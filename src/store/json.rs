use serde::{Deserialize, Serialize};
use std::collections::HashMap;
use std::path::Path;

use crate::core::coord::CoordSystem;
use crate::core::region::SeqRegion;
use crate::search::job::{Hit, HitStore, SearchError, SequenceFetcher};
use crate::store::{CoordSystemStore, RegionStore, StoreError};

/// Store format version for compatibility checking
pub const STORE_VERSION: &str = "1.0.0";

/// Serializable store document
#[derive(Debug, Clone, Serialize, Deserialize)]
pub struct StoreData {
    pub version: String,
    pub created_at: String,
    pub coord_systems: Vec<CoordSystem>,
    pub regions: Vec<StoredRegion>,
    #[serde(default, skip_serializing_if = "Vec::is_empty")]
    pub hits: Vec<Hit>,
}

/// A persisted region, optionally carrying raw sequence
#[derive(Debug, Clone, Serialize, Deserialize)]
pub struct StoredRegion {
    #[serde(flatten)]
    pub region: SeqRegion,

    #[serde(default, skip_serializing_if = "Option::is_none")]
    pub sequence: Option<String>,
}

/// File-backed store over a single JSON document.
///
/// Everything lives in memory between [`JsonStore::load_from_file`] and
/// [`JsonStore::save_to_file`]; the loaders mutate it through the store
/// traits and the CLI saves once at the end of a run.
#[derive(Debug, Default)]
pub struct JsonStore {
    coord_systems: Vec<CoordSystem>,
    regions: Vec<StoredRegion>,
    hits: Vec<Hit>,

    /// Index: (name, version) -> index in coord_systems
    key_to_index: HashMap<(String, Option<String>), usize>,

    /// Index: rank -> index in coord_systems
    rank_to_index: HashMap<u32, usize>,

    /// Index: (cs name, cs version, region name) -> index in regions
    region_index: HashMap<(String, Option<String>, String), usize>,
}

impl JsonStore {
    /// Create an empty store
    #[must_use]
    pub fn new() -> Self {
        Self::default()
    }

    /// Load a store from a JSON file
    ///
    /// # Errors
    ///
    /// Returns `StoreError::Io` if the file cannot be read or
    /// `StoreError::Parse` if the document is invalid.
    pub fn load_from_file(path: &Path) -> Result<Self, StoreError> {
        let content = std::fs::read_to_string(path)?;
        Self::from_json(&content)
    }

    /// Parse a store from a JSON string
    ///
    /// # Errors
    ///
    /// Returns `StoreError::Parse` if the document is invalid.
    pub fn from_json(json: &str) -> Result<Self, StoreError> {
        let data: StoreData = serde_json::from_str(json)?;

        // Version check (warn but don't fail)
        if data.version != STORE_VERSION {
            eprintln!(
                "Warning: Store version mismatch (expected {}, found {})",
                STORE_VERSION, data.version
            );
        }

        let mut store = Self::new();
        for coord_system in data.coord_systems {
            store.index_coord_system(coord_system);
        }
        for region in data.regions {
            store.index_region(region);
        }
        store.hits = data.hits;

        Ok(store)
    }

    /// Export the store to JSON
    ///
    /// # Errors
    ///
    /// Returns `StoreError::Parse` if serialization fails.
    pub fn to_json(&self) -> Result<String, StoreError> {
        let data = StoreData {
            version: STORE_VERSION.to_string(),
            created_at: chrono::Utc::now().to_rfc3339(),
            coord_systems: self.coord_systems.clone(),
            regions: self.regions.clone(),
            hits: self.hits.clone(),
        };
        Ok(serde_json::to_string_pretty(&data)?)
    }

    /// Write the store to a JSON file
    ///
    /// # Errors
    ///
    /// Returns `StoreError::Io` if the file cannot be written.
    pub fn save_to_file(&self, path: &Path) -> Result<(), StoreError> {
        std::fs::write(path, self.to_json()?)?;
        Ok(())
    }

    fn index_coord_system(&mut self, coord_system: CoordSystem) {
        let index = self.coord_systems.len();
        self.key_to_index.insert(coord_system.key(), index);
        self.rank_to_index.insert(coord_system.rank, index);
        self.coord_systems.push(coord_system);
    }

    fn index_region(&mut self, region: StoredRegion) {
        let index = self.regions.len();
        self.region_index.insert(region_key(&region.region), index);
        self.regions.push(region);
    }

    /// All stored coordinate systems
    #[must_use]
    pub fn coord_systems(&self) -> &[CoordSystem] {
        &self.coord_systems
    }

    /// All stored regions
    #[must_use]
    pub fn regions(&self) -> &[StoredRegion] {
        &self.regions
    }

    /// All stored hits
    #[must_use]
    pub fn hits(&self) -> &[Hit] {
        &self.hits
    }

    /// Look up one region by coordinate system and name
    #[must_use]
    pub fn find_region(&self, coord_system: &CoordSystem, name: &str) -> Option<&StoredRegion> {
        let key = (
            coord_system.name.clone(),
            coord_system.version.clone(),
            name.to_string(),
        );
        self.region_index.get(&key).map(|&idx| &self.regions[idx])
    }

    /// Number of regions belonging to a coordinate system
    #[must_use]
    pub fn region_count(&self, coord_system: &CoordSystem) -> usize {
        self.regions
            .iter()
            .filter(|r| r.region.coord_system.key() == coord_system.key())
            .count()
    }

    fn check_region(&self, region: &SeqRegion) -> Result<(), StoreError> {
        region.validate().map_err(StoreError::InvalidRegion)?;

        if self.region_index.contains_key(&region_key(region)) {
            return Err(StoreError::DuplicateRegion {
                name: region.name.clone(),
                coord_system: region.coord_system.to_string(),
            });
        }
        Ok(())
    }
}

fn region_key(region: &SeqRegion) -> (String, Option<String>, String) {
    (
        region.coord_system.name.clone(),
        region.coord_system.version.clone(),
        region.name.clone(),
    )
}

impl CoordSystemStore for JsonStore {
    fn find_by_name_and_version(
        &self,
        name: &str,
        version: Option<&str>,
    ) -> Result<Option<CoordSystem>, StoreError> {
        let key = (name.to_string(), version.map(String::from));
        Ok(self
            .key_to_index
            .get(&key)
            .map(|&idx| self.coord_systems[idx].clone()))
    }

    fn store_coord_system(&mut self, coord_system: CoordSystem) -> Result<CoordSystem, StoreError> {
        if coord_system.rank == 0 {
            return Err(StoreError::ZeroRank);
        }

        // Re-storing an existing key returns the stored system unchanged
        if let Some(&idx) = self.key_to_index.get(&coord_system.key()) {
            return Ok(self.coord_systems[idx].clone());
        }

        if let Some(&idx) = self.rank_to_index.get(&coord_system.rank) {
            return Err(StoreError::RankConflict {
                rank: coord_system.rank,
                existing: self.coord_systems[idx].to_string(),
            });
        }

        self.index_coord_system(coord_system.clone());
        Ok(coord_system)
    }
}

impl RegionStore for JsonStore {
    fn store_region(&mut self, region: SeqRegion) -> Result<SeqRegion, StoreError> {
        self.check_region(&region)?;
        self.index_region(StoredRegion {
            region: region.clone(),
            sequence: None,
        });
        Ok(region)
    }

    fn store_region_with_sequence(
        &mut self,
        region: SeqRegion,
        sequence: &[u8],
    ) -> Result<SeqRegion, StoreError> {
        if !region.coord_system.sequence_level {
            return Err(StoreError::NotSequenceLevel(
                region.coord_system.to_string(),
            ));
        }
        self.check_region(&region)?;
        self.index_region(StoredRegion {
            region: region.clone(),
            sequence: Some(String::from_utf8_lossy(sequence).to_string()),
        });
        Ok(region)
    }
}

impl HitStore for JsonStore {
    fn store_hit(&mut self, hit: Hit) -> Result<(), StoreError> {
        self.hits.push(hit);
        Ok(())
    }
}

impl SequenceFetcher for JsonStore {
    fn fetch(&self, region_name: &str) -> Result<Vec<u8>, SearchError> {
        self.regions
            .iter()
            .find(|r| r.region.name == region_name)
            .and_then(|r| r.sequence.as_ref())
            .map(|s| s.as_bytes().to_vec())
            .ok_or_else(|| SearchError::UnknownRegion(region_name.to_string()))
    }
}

■ ■ ■ ■ ■ ■ ■

Make a copy of each line in the records above that has the word "usize".

» RESULT FOR THIS TASK
    key_to_index: HashMap<(String, Option<String>), usize>,
    rank_to_index: HashMap<u32, usize>,
    region_index: HashMap<(String, Option<String>, String), usize>,
    pub fn region_count(&self, coord_system: &CoordSystem) -> usize {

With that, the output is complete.